New York Review of Books

Each of these views has problems, but it is the multiculturalist one that seems the least in touch with social and political reality today. Not because the French don’t need to learn to accommodate more differences, but because it refuses to recognize the very disturbing developments in the Islamic world today (which are anything but accommodating to differences) and how they have already affected French life. The current mantra, which President Hollande felt obliged to repeat, is that Islamic terrorism has “nothing to do with Islam” and that the most important thing is not to “make an amalgam” of all Muslims. (The Socialist mayor of Paris, Anne Hidalgo, went even further, declaring the terrorists to be “without faith”—in other words, infidels.) But this attitude only reinforces an institutional and intellectual omertà that makes it difficult even to discuss what is really going on in the schools.
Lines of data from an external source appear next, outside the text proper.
//! Deterministic timer driven by a virtual clock.
//!
//! Nothing fires until the owner calls [`ManualTimer::advance`] or
//! [`ManualTimer::advance_to`]. Callbacks run in deadline order, FIFO among
//! equal deadlines, with [`ManualTimer::now`] reporting the deadline being
//! fired. This makes millisecond-exact timing assertions possible.

use std::collections::BTreeMap;
use std::sync::Arc;
use std::time::Duration;

use parking_lot::Mutex;

use crate::core::{TimerCallback, TimerFacility};

/// Handle for a callback scheduled on a [`ManualTimer`].
#[derive(Debug, Clone, Copy, PartialEq, Eq, Hash)]
pub struct ManualTimerHandle {
    deadline: Duration,
    seq: u64,
}

impl ManualTimerHandle {
    /// Virtual time at which the callback is due.
    pub const fn deadline(&self) -> Duration {
        self.deadline
    }
}

struct Wheel {
    now: Duration,
    next_seq: u64,
    entries: BTreeMap<(Duration, u64), TimerCallback>,
}

/// Virtual-clock timer facility.
#[derive(Clone)]
pub struct ManualTimer {
    wheel: Arc<Mutex<Wheel>>,
}

impl Default for ManualTimer {
    fn default() -> Self {
        Self::new()
    }
}

impl ManualTimer {
    /// Create a timer whose clock starts at zero.
    pub fn new() -> Self {
        Self {
            wheel: Arc::new(Mutex::new(Wheel {
                now: Duration::ZERO,
                next_seq: 0,
                entries: BTreeMap::new(),
            })),
        }
    }

    /// Current virtual time.
    pub fn now(&self) -> Duration {
        self.wheel.lock().now
    }

    /// Number of callbacks scheduled and not yet fired or cancelled.
    pub fn scheduled(&self) -> usize {
        self.wheel.lock().entries.len()
    }

    /// Move the clock forward by `by`, firing everything that falls due.
    /// Returns the number of callbacks run.
    pub fn advance(&self, by: Duration) -> usize {
        let target = self.now().saturating_add(by);
        self.advance_to(target)
    }

    /// Move the clock to `target`, firing everything due at or before it.
    ///
    /// Callbacks scheduled by a firing callback are honoured in the same pass
    /// when their deadline is not after `target`. A target in the past leaves
    /// the clock where it is.
    pub fn advance_to(&self, target: Duration) -> usize {
        let mut fired = 0;
        loop {
            let callback = {
                let mut wheel = self.wheel.lock();
                let due = wheel
                    .entries
                    .first_key_value()
                    .is_some_and(|(&(deadline, _), _)| deadline <= target);
                if !due {
                    if target > wheel.now {
                        wheel.now = target;
                    }
                    break;
                }
                let Some(((deadline, _), callback)) = wheel.entries.pop_first() else {
                    break;
                };
                if deadline > wheel.now {
                    wheel.now = deadline;
                }
                callback
            };
            // Lock released: the callback may schedule or cancel timers.
            callback();
            fired += 1;
        }
        fired
    }
}

impl TimerFacility for ManualTimer {
    type Handle = ManualTimerHandle;

    fn schedule(&self, delay: Duration, callback: TimerCallback) -> Self::Handle {
        let mut wheel = self.wheel.lock();
        // Far-future deadlines saturate instead of overflowing.
        let deadline = wheel.now.saturating_add(delay);
        let seq = wheel.next_seq;
        wheel.next_seq += 1;
        wheel.entries.insert((deadline, seq), callback);
        ManualTimerHandle { deadline, seq }
    }

    fn cancel(&self, handle: Self::Handle) {
        self.wheel.lock().entries.remove(&(handle.deadline, handle.seq));
    }
}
The evidence has been there for anyone who cared to look for it, in books like those of Kepel and the growing literature of memoirs written by former teachers in the quartiers who gave up because they could not control their classes or enforce the principle of laicity. In 2004, for example, the Chirac government received a report it had commissioned on the presence of religious “signs and belonging” in the schools, which was promptly buried because its results were so disturbing. This Obin Report was based on on-site visits government inspectors made to over sixty middle and high schools across France, concentrating on disfavored quartiers.
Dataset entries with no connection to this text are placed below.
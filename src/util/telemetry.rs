//! Telemetry helpers for structured logging and tracing.

use tracing_subscriber::EnvFilter;

/// Filter used when `RUST_LOG` is unset.
pub const DEFAULT_FILTER: &str = "debounced_autoscroll=info";

/// Install a `fmt` subscriber filtered by `RUST_LOG`, falling back to
/// [`DEFAULT_FILTER`]. Does nothing when a subscriber is already set, so
/// applications may install their own first.
pub fn init_tracing() {
    init_tracing_with(DEFAULT_FILTER);
}

/// Like [`init_tracing`] with a caller-chosen fallback directive.
pub fn init_tracing_with(default_directive: &str) {
    if tracing::dispatcher::has_been_set() {
        return;
    }
    let filter = EnvFilter::try_from_default_env().unwrap_or_else(|_| EnvFilter::new(default_directive));
    let _ = tracing_subscriber::fmt().with_env_filter(filter).try_init();
}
The extent to which life in many of them had been, to employ Kepel’s term, “halalized” shocked them. The report recounts stories of girls being under constant surveillance by self-appointed older brothers who mete out corporal punishment with fists and belts if they deem modesty to have been violated. Wearing skirts or dresses is impossible in many places, also for female teachers. There is an obsession with purity, as students and their parents demand separate swimming hours or refuse to let their children go on school trips where the sexes might mix. If they do go, some refuse to enter cathedrals or churches.
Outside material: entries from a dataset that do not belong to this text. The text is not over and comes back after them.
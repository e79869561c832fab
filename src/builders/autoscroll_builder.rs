//! Builders to install auto-scroll wiring from configuration.

use std::sync::Arc;

use crate::config::AutoScrollConfig;
use crate::core::{AutoScroll, AutoScrollError, PageHost, TimerFacility};

/// Validate `cfg` and install the wiring on `host`.
pub fn build_autoscroll<H, T>(
    cfg: &AutoScrollConfig,
    host: Arc<H>,
    timer: T,
) -> Result<AutoScroll<H, T>, AutoScrollError>
where
    H: PageHost,
    T: TimerFacility + Clone,
{
    cfg.validate().map_err(AutoScrollError::Config)?;

    let options = cfg.to_options();
    tracing::debug!(
        wait_ms = cfg.debounce_wait_ms,
        post_load_delay_ms = cfg.post_load_delay_ms,
        selector = %options.container_selector,
        "installing auto-scroll"
    );
    Ok(AutoScroll::install(host, timer, options))
}

/// Install the wiring with configuration read from the environment.
pub fn build_autoscroll_from_env<H, T>(host: Arc<H>, timer: T) -> Result<AutoScroll<H, T>, AutoScrollError>
where
    H: PageHost,
    T: TimerFacility + Clone,
{
    let cfg = AutoScrollConfig::from_env().map_err(AutoScrollError::Config)?;
    build_autoscroll(&cfg, host, timer)
}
There are fathers who won’t shake hands with female teachers, or let their wives speak alone to male teachers. There are cases of children refusing to sing, or dance, or learn an instrument, or draw a face, or use a mathematical symbol that resembles a cross. The question of dress and social mixing has led to the abandonment of gym classes in many places. Children also feel emboldened to refuse to read authors or books that they find religiously unacceptable: Rousseau, Molière, Madame Bovary. Certain subjects are taboo: evolution, sex ed, the Shoah. As one father told a teacher, “I forbid you to mention Jesus to my son.”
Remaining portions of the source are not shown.